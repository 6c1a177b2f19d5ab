use ndarray::{Array, ArrayD, Ix4};
use thiserror::Error;

#[derive(Error, Debug)]
pub enum ModelError {
    #[error("session mutex poisoned: {0}")]
    Poisoned(String),
    #[error("failed to build tensor: {0}")]
    Tensor(String),
    #[error("inference failed: {0}")]
    Inference(String),
    #[error("failed to extract tensor: {0}")]
    Extract(String),
    #[error("invalid tensor shape: {0}")]
    Shape(#[from] ndarray::ShapeError),
}

/// A loaded classifier that maps one NHWC image tensor to a score vector.
pub trait ModelService: Send + Sync + Clone + 'static {
    fn run(&self, input: &Array<f32, Ix4>) -> Result<ArrayD<f32>, ModelError>;
}
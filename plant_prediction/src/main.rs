use plant_prediction::{config, start_server};
use tracing_subscriber::{layer::SubscriberExt, util::SubscriberInitExt};

#[tokio::main]
async fn main() -> Result<(), Box<dyn std::error::Error>> {
    let config = config::get_configuration()?;
    let log_level = &format!("{},ort=warn", config.log_level.as_str());

    tracing_subscriber::registry()
        .with(
            tracing_subscriber::EnvFilter::try_from_default_env()
                .unwrap_or_else(|_| log_level.into()),
        )
        .with(tracing_subscriber::fmt::layer().json().with_level(true))
        .init();

    start_server(config).await
}
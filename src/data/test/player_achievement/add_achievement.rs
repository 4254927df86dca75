use std::sync::Arc;

use super::*;

/// Tests granting an achievement to a player without a record.
///
/// Verifies that the first grant creates the record, the second grant is a no-op,
/// and lookups are case-insensitive on the ckey.
///
/// Expected: Ok(true) then Ok(false), with {"first_blood"} stored for "bob"
#[tokio::test]
async fn adds_once_and_reports_duplicates() -> Result<(), AppError> {
    let test = TestBuilder::new().build().await.unwrap();
    let store = PlayerAchievementStore::new(test.path(TestFile::Players));

    assert!(store.add_achievement("bob", "Bob", "first_blood").await?);
    assert!(!store.add_achievement("bob", "Bob", "first_blood").await?);

    assert_eq!(
        store.get_player_achievements("BOB").await?,
        Some(ids(&["first_blood"]))
    );
    assert_eq!(test.read(TestFile::Players).unwrap(), "Bob|bob|first_blood\n");
    assert_eq!(test.entries().unwrap(), vec!["players_reachs.txt".to_string()]);

    Ok(())
}

/// Tests that an empty display name keeps the stored one.
///
/// Expected: Ok(true) with the original display name preserved
#[tokio::test]
async fn empty_display_name_keeps_existing() -> Result<(), AppError> {
    let test = TestBuilder::new()
        .with_players(&["Alice|alice|pilot"])
        .build()
        .await
        .unwrap();
    let store = PlayerAchievementStore::new(test.path(TestFile::Players));

    assert!(store.add_achievement("alice", "  ", "veteran").await?);

    assert_eq!(
        test.read(TestFile::Players).unwrap(),
        "Alice|alice|pilot,veteran\n"
    );

    Ok(())
}

/// Tests that a new display name replaces the stored one.
///
/// Expected: Ok(true) with the display name updated
#[tokio::test]
async fn new_display_name_replaces_existing() -> Result<(), AppError> {
    let test = TestBuilder::new()
        .with_players(&["Alice|alice|pilot"])
        .build()
        .await
        .unwrap();
    let store = PlayerAchievementStore::new(test.path(TestFile::Players));

    store.add_achievement("alice", "Alice Renamed", "veteran").await?;

    assert_eq!(
        store
            .get_player_achievements_by_display_name("Alice Renamed")
            .await?,
        Some(("alice".to_string(), ids(&["pilot", "veteran"])))
    );

    Ok(())
}

/// Tests a display name containing the field separator and a line break.
///
/// Verifies that the name cannot shift the ckey or achievement fields, so the
/// player stays reachable by ckey and by the name they typed.
///
/// Expected: Ok with one "Bob ¦ Admin|bob|first_blood" line
#[tokio::test]
async fn separator_in_display_name_keeps_record_intact() -> Result<(), AppError> {
    let test = TestBuilder::new()
        .with_players(&["Admin|admin|veteran"])
        .build()
        .await
        .unwrap();
    let store = PlayerAchievementStore::new(test.path(TestFile::Players));

    assert!(store.add_achievement("bob", "Bob | Admin", "first_blood").await?);
    assert!(store.add_achievement("bob", "Bob | Admin\n", "pilot").await?);

    assert_eq!(
        store.get_player_achievements("bob").await?,
        Some(ids(&["first_blood", "pilot"]))
    );
    assert_eq!(
        store.get_player_achievements("admin").await?,
        Some(ids(&["veteran"]))
    );
    assert_eq!(
        store
            .get_player_achievements_by_display_name("Bob | Admin")
            .await?,
        Some(("bob".to_string(), ids(&["first_blood", "pilot"])))
    );
    assert_eq!(
        test.read(TestFile::Players).unwrap(),
        "Admin|admin|veteran\nBob ¦ Admin|bob|first_blood,pilot\n"
    );

    Ok(())
}

/// Tests concurrent grants to two different players.
///
/// Verifies that neither read-modify-write cycle loses the other's change.
///
/// Expected: Ok with both players holding their achievement
#[tokio::test]
async fn concurrent_grants_never_lose_writes() -> Result<(), AppError> {
    let test = TestBuilder::new().build().await.unwrap();
    let store = Arc::new(PlayerAchievementStore::new(test.path(TestFile::Players)));

    let mut handles = Vec::new();
    for i in 0..10 {
        let store = Arc::clone(&store);
        handles.push(tokio::spawn(async move {
            let ckey = if i % 2 == 0 { "alice" } else { "bob" };
            store
                .add_achievement(ckey, "", &format!("ach_{i}"))
                .await
        }));
    }

    for handle in handles {
        assert!(handle.await.unwrap()?);
    }

    assert_eq!(
        store.get_player_achievements("alice").await?,
        Some(ids(&["ach_0", "ach_2", "ach_4", "ach_6", "ach_8"]))
    );
    assert_eq!(
        store.get_player_achievements("bob").await?,
        Some(ids(&["ach_1", "ach_3", "ach_5", "ach_7", "ach_9"]))
    );

    Ok(())
}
· · ·
> What is required
Check each line of the records for "ArrayD" and copy the ones that contain it.

> The completed task
use ndarray::{Array, ArrayD, Ix4};
    fn run(&self, input: &Array<f32, Ix4>) -> Result<ArrayD<f32>, ModelError>;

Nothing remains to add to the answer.